Haïti : Loin de la capitale

La couverture médiatique des destructions causées par le tremblement de terre s'est surtout concentrée sur la capitale haïtienne, Port-au-Prince, et ses environs. Mais beaucoup d'autres régions proches de l'épicentre ont également été affectées, comme les blogueurs ont été prompts à le faire remarquer…

Jacmel, situé à un peu moins de quarante kilomètres au sud de Port-au-Prince, est “isolé et de plus en plus désespéré”, à en croire un extrait reproduit par Repeating Islands de “l'équipe couronnée de prix de reporters du Miami Herald” [en anglais, comme tous les blogs cités]:

Les habitants de Jacmel, une ville côtière historique et pittoresque des Caraïbes qui a subi des dégâts étendus et est coupée de Port-au-Prince au nord, se plaignent d'avoir été oubliés. Quatre jour après que le séisme a frappé Jacmel avec la même intensité, ils disent qu'ils attendent toujours nourriture, eau, fournitures médicales et sauveteurs.
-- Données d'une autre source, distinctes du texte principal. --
//! Handler for OS-delivered background location batches.
//!
//! The platform may invoke the handler in a process that was restarted since
//! sharing began, so it keeps no session state of its own. Every invocation
//! reads the active bus label from the durable flag store, obtains a store
//! client through the connector and writes the first fix of the batch.
//!
//! The only state carried between invocations is the consecutive-failure
//! counter, which exists for escalation logging. The handler never stops
//! itself; the producer's stop path deregisters it.

use std::sync::atomic::{AtomicU32, Ordering};
use std::sync::Arc;

use tracing::{debug, error, info, warn};

use super::config::BackgroundTaskConfig;
use super::write::{write_record, WriteError, WritePlan};
use crate::clock::Clock;
use crate::device::LocationFix;
use crate::record::{BusKey, BusRecord, DeviceType};
use crate::store::{FlagStore, StoreConnector, StoreError, BUS_NAME_KEY};

/// `sharedBy` value for records written by the background task.
pub const BACKGROUND_SHARER: &str = "Background";

/// One delivery from the platform.
#[derive(Debug, Clone, Default)]
pub struct BackgroundEvent {
    pub locations: Vec<LocationFix>,
    /// Platform-reported delivery failure.
    pub error: Option<String>,
}

impl BackgroundEvent {
    pub fn with_locations(locations: Vec<LocationFix>) -> Self {
        Self {
            locations,
            error: None,
        }
    }

    pub fn failed(error: impl Into<String>) -> Self {
        Self {
            locations: Vec::new(),
            error: Some(error.into()),
        }
    }
}

/// What one invocation did.
#[derive(Debug, Clone, PartialEq)]
pub enum BackgroundOutcome {
    Written { bus: BusKey, attempts: u32 },
    /// No bus label is stored; nothing to attribute the fix to.
    NoActiveBus,
    NoLocations,
    InvalidFix { latitude: f64, longitude: f64 },
    DeliveryError(String),
    FlagsUnavailable(String),
    ConnectFailed(StoreError),
    WriteFailed(WriteError),
}

impl BackgroundOutcome {
    /// Whether this outcome counts toward the consecutive-failure counter.
    pub fn is_failure(&self) -> bool {
        matches!(
            self,
            BackgroundOutcome::DeliveryError(_)
                | BackgroundOutcome::FlagsUnavailable(_)
                | BackgroundOutcome::ConnectFailed(_)
                | BackgroundOutcome::WriteFailed(_)
        )
    }
}

/// Stateless background location handler.
pub struct BackgroundLocationTask {
    connector: Arc<dyn StoreConnector>,
    flags: Arc<dyn FlagStore>,
    clock: Arc<dyn Clock>,
    config: BackgroundTaskConfig,
    consecutive_errors: AtomicU32,
}

impl BackgroundLocationTask {
    pub fn new(
        connector: Arc<dyn StoreConnector>,
        flags: Arc<dyn FlagStore>,
        clock: Arc<dyn Clock>,
        config: BackgroundTaskConfig,
    ) -> Self {
        Self {
            connector,
            flags,
            clock,
            config,
            consecutive_errors: AtomicU32::new(0),
        }
    }

    /// Consecutive failed invocations since the last success.
    pub fn consecutive_errors(&self) -> u32 {
        self.consecutive_errors.load(Ordering::SeqCst)
    }

    /// Handle one delivery.
    pub async fn handle(&self, event: BackgroundEvent) -> BackgroundOutcome {
        debug!(locations = event.locations.len(), "Background task triggered");

        let outcome = self.process(event).await;
        match &outcome {
            BackgroundOutcome::Written { bus, attempts } => {
                self.consecutive_errors.store(0, Ordering::SeqCst);
                info!(bus = %bus, attempts, "Background location updated");
            }
            failure if failure.is_failure() => self.record_failure(failure),
            _ => {}
        }
        outcome
    }

    async fn process(&self, event: BackgroundEvent) -> BackgroundOutcome {
        if let Some(error) = event.error {
            return BackgroundOutcome::DeliveryError(error);
        }

        let Some(fix) = event.locations.into_iter().next() else {
            warn!("No locations in background delivery");
            return BackgroundOutcome::NoLocations;
        };

        let label = match self.flags.get(BUS_NAME_KEY).await {
            Ok(Some(label)) => label,
            Ok(None) => {
                warn!("No bus name in flag store, skipping background fix");
                return BackgroundOutcome::NoActiveBus;
            }
            Err(e) => return BackgroundOutcome::FlagsUnavailable(e.to_string()),
        };
        let Some(key) = BusKey::from_label(&label) else {
            warn!("Stored bus name is blank, skipping background fix");
            return BackgroundOutcome::NoActiveBus;
        };

        let record = match BusRecord::from_fix(
            &fix,
            self.clock.now_ms(),
            DeviceType::StudentShare,
            BACKGROUND_SHARER,
        ) {
            Ok(record) => record,
            Err(e) => {
                error!(bus = %key, error = %e, "Invalid coordinates in background fix");
                return BackgroundOutcome::InvalidFix {
                    latitude: e.latitude,
                    longitude: e.longitude,
                };
            }
        };

        let store = match self.connector.connect().await {
            Ok(store) => store,
            Err(e) => return BackgroundOutcome::ConnectFailed(e),
        };

        let plan = WritePlan {
            timeout: self.config.write_timeout,
            policy: &self.config.retry,
            cancel: None,
        };
        match write_record(store.as_ref(), self.clock.as_ref(), &key, record, plan).await {
            Ok(attempts) => BackgroundOutcome::Written { bus: key, attempts },
            Err(e) => BackgroundOutcome::WriteFailed(e),
        }
    }

    fn record_failure(&self, outcome: &BackgroundOutcome) {
        let count = self.consecutive_errors.fetch_add(1, Ordering::SeqCst) + 1;
        if count >= self.config.consecutive_error_threshold {
            error!(
                consecutive = count,
                outcome = ?outcome,
                "Background updates keep failing, check network and store"
            );
        } else {
            warn!(consecutive = count, outcome = ?outcome, "Background update failed");
        }
    }
}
En dépit du mécontentement du blog “devant la nature de la couverture du séisme de Haïti par la télévision américaine et les autres médias”, dans un autre billet il suit l'équipe du Herald en reportage dans une autre zone qui a peu retenu l'attention des médias, Carrefour :

Cette petite ville, qui était mardi l'épicentre du tremblement de terre, demeure l'épicentre de l'oubli.

Pwoje Espwa – Hope in Haiti, pendant ce temps, rapporte les opérations de sauvetage qui se déroulent à Les Cayes:

Contrastant avec la situation à PAP, les Nations Unies guident les opérations de secours à Les Cayes, et vont coordonner et fournir une plate-forme pour les opérations de toutes les ONG travaillant dans la zone. Il ne reste plus de carburant à acheter aux Cayes et les Nations Unies n'en ont presque plus. Les gens des Nations Unies ignorent quand la nourriture et le carburant seront livrés. Cela nous rend tous très anxieux. Il y a eu un vol commercial de Tortugair cet après-midi de Cap Haïtien aux Cayes, et ils ont envoyé un groupe de 8 chirurgiens orthopédistes pour travailler à l'hôpital.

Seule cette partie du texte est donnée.